▸ **WHAT YOU WILL DO**:
Lines from the entries below that hold "SelfIdentity" form the answer; copy all of them.

START STORED DATA

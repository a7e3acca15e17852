use crate::timestamp::{get_timestamp, Timestamp, TimestampDuration};
use futures_util::future::BoxFuture;
use parking_lot::Mutex;
use std::sync::Arc;
use thiserror::Error as ThisError;
use tracing::{trace, warn};

#[derive(ThisError, Debug, Clone, PartialEq, Eq)]
pub enum TickTaskError {
    #[error("tick task already running")]
    AlreadyRunning,
    #[error("tick task routine not set")]
    NoRoutine,
    #[error("tick routine failed: {0}")]
    RoutineFailed(String),
}

type TickTaskRoutine =
    dyn Fn(Timestamp, Timestamp) -> BoxFuture<'static, Result<(), String>> + Send + Sync;

struct TickTaskInner {
    last_timestamp: Option<Timestamp>,
    running: bool,
}

/// A periodic routine that runs at most once per `tick_period`, driven by
/// repeated calls to [`TickTask::tick`] from a single owning loop (the
/// heartbeat ticker, the routing table's steady-state maintenance, etc).
/// Construction is cheap and routine-less; `set_routine` wires in the
/// actual work once the owner exists, and `tick` is the only thing callers
/// invoke repeatedly.
pub struct TickTask {
    tick_period: TimestampDuration,
    inner: Mutex<TickTaskInner>,
    routine: Mutex<Option<Arc<TickTaskRoutine>>>,
}

impl TickTask {
    pub fn new(tick_period_secs: u32) -> Self {
        Self {
            tick_period: TimestampDuration::from_secs(tick_period_secs as u64),
            inner: Mutex::new(TickTaskInner {
                last_timestamp: None,
                running: false,
            }),
            routine: Mutex::new(None),
        }
    }

    pub fn set_routine<F>(&self, routine: F)
    where
        F: Fn(Timestamp, Timestamp) -> BoxFuture<'static, Result<(), String>> + Send + Sync + 'static,
    {
        *self.routine.lock() = Some(Arc::new(routine));
        trace!("tick task routine set");
    }

    /// Run the routine if enough time has elapsed since the last run and no
    /// invocation is already in flight. Returns `Ok(())` if skipped because
    /// the period hasn't elapsed yet; errors if an invocation is already in
    /// flight, no routine has been set, or the routine itself failed.
    pub async fn tick(&self) -> Result<(), TickTaskError> {
        let cur_ts = get_timestamp();
        let routine = {
            let mut inner = self.inner.lock();
            if inner.running {
                trace!("tick task already running, rejecting overlapping tick");
                return Err(TickTaskError::AlreadyRunning);
            }
            if let Some(last) = inner.last_timestamp {
                if cur_ts.saturating_sub(last) < self.tick_period {
                    return Ok(());
                }
            }
            let routine = self.routine.lock().clone();
            let Some(routine) = routine else {
                return Err(TickTaskError::NoRoutine);
            };
            inner.running = true;
            routine
        };

        let last_ts = self.inner.lock().last_timestamp.unwrap_or(cur_ts);
        trace!("tick task routine starting");
        let result = routine(last_ts, cur_ts).await;

        let mut inner = self.inner.lock();
        inner.running = false;
        inner.last_timestamp = Some(cur_ts);

        result.map_err(|e| {
            warn!(error = %e, "tick task routine failed");
            TickTaskError::RoutineFailed(e)
        })
    }
}
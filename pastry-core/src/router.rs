use crate::error::CoreError;
use crate::leaf_set::LeafSet;
use crate::node::Node;
use crate::node_id::NodeId;
use crate::routing_table::RoutingTable;
use tracing::trace;

/// Composes the leaf set and routing table into the three-stage next-hop
/// selection: leaf set first (it knows the immediate ring neighborhood
/// precisely), routing table second (it makes progress by shared prefix
/// when the leaf set doesn't cover the key), and self last.
pub struct Router {
    leaf_set: LeafSet,
    routing_table: RoutingTable,
}

impl Router {
    pub fn new(leaf_set: LeafSet, routing_table: RoutingTable) -> Self {
        Self {
            leaf_set,
            routing_table,
        }
    }

    /// `None` means "deliver locally": either table concluded self is the
    /// numerically closest live node to `key`. `Some(peer)` is the next
    /// hop to forward toward.
    pub fn route(&self, key: NodeId) -> Option<Node> {
        match self.leaf_set.route(key) {
            Ok(peer) => {
                trace!(%key, via = "leaf_set", "routed");
                return Some(peer);
            }
            Err(CoreError::IdentityError) => return None,
            Err(CoreError::NodeNotFound) => {}
            Err(_) => return None,
        }

        match self.routing_table.route(key) {
            Ok(peer) => {
                trace!(%key, via = "routing_table", "routed");
                Some(peer)
            }
            Err(CoreError::IdentityError) => None,
            Err(CoreError::NodeNotFound) => None,
            Err(_) => None,
        }
    }
}

#[cfg(test)]
mod tests {
    use super::*;
    use crate::node::SelfIdentity;

    fn identity(id: u128) -> SelfIdentity {
        SelfIdentity::new(NodeId::from_u128(id), "home".into(), 5)
    }

    fn node(id: u128) -> Node {
        Node::new(
            NodeId::from_u128(id),
            format!("local-{id}"),
            format!("global-{id}"),
            "home".into(),
        )
    }

    fn router_for(id: u128) -> (Router, LeafSet, RoutingTable) {
        let ident = identity(id);
        let leaf = LeafSet::new(ident.clone());
        let table = RoutingTable::new(ident);
        (Router::new(leaf.clone(), table.clone()), leaf, table)
    }

    #[test]
    fn route_to_self_returns_none() {
        let (router, _leaf, _table) = router_for(42);
        assert!(router.route(NodeId::from_u128(42)).is_none());
    }

    #[test]
    fn leaf_set_answer_takes_priority_over_routing_table() {
        let (router, leaf, table) = router_for(0);
        let near = node(100);
        let far_but_same_cell = node(0x1000_0000_0000_0000_0000_0000_0000_0000);
        leaf.insert(near.clone()).unwrap();
        table.insert(far_but_same_cell).unwrap();

        let routed = router.route(NodeId::from_u128(150)).unwrap();
        assert_eq!(routed.id, near.id);
    }

    #[test]
    fn falls_through_to_routing_table_when_leaf_set_uncovered() {
        let (router, _leaf, table) = router_for(0);
        let key = NodeId::from_u128(0x2000_0000_0000_0000_0000_0000_0000_0000);
        let near = node(0x1fff_0000_0000_0000_0000_0000_0000_0000);
        table.insert(near.clone()).unwrap();

        let routed = router.route(key).unwrap();
        assert_eq!(routed.id, near.id);
    }

    #[test]
    fn no_candidates_anywhere_returns_none() {
        let (router, _leaf, _table) = router_for(0);
        assert!(router.route(NodeId::from_u128(12345)).is_none());
    }
}
use crate::error::{NetError, NetResult};
use pastry_core::Message;
use tokio::io::{AsyncRead, AsyncReadExt, AsyncWrite, AsyncWriteExt};

/// Frames larger than this are rejected outright rather than allocating an
/// attacker-controlled buffer size.
pub const MAX_FRAME_BYTES: u32 = 16 * 1024 * 1024;

/// Read one length-prefixed, bincode-encoded [`Message`] from `reader`.
/// Rejects truncated frames (the read simply errors before a full frame
/// arrives) and frames claiming to exceed [`MAX_FRAME_BYTES`].
pub async fn read_frame<R: AsyncRead + Unpin>(reader: &mut R) -> NetResult<Message> {
    let mut len_buf = [0u8; 4];
    reader.read_exact(&mut len_buf).await?;
    let len = u32::from_be_bytes(len_buf);
    if len > MAX_FRAME_BYTES {
        return Err(NetError::Codec(format!(
            "frame of {len} bytes exceeds the {MAX_FRAME_BYTES} byte limit"
        )));
    }
    let mut body = vec![0u8; len as usize];
    reader.read_exact(&mut body).await?;
    bincode::deserialize(&body).map_err(|e| NetError::Codec(e.to_string()))
}

/// Write `message` to `writer` as a length-prefixed, bincode-encoded frame.
pub async fn write_frame<W: AsyncWrite + Unpin>(writer: &mut W, message: &Message) -> NetResult<()> {
    let body = bincode::serialize(message).map_err(|e| NetError::Codec(e.to_string()))?;
    if body.len() > MAX_FRAME_BYTES as usize {
        return Err(NetError::Codec(format!(
            "encoded frame of {} bytes exceeds the {MAX_FRAME_BYTES} byte limit",
            body.len()
        )));
    }
    writer.write_all(&(body.len() as u32).to_be_bytes()).await?;
    writer.write_all(&body).await?;
    writer.flush().await?;
    Ok(())
}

END STORED DATA

▸ **YOUR SOLUTION**:
    use crate::node::SelfIdentity;
    fn identity(id: u128) -> SelfIdentity {
        SelfIdentity::new(NodeId::from_u128(id), "home".into(), 5)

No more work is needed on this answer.